Vangheluwe, who quit his post and went into hiding a year ago after admitting to molesting a nephew, confessed in the interview on Thursday evening that he had molested a second one.

He left Belgium last week under Vatican orders to seek "spiritual and psychological treatment" abroad and Belgian media say he is now in a French monastery. The Vatican has said the final decision on disciplining him lies with pope Benedict.

"The Church must take up this case and see what sanction it should impose. It should be much more severe and much more complete than what has been said up until now," De Clerck, a Christian Democrat, told RTL radio.

"We expect the Church to punish him," he said.

"They told him to leave the country -- that was also to shut him up. Making comments trying to minimise what happened is unacceptable."

The Vatican has been reluctant to impose stiff punishments on bishops found guilty of covering up sexual abuse of youths by priests under their authority.

Three bishops in Ireland and one in Germany have resigned but others accused of mismanagement have held onto their jobs.

Vangheluwe is the only admitted sexual abuser among the disgraced bishops and risks being defrocked if the Vatican should decide to impose the stiff punishment that Catholic critics of the hierarchy say is needed.

Clearly exasperated at the Church's defensive response to the scandals sapping its moral authority, De Clerck also called on the Belgian Catholic hierarchy to compensate abuse victims as recommended by a parliamentary commission.

Brussels archbishop Andre-Joseph Leonard, who is head of the Belgian bishops conference, has caused controversy by saying the Church had no obligation to compensate victims.

In his interview, Vangheluwe told VT4 television he was sorry for molesting his nephews but did not consider himself a paedophile or see the acts as anything serious.

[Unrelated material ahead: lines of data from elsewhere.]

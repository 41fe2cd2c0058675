//! Report generation
//!
//! - **Console**: the resolved versions and every metric, printed before export
//! - **Excel**: a two-sheet `.xlsx` workbook with clickable query links and a data row
//!
//! # Implementation Model
//!
//! Both generators read the same [`MetricsTable`](crate::metrics::MetricsTable). The
//! Excel generator renders into a buffer; [`write_report`] then decides where the bytes
//! land, so a report on disk is always complete.

mod console;
mod excel;
mod export;

pub use console::generate as generate_console;
pub use excel::generate as generate_xlsx;
pub use export::write_report;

"It had nothing to do with sexuality," he said. "I have often been involved with children and I never felt the slightest attraction. It was a certain intimacy that took place."

"I don't have the impression at all that I am a paedophile. It was really just a small relationship. I did not have the feeling that my nephew was against it, quite the contrary."

The nephew who Vangheluwe admitted to abusing for 13 years went public with his painful secret last year, saying he could no longer keep quiet and wanted to expose his uncle's actions.

Vangheluwe said he had paid the nephew sums of about 25,000 euros on a number of occasions but this did not buy his silence.

In both cases, his abuse occurred years ago and can no longer be prosecuted, a justice official told Belgian radio.

"Vangheluwe is a sick man who doesn't realise what he's spewing out. He doesn't show the least bit of regret for the evil he has done," the Brussels newspaper De Morgen wrote.

"Shocking, disgusting, monstrous -- which word will end up being the best to describe Roger Vangheluwe's comments?"

"How can this man dare show himself on television?" the daily Gazet van Antwerpen asked. "For the love of God, how could someone like that become a bishop?"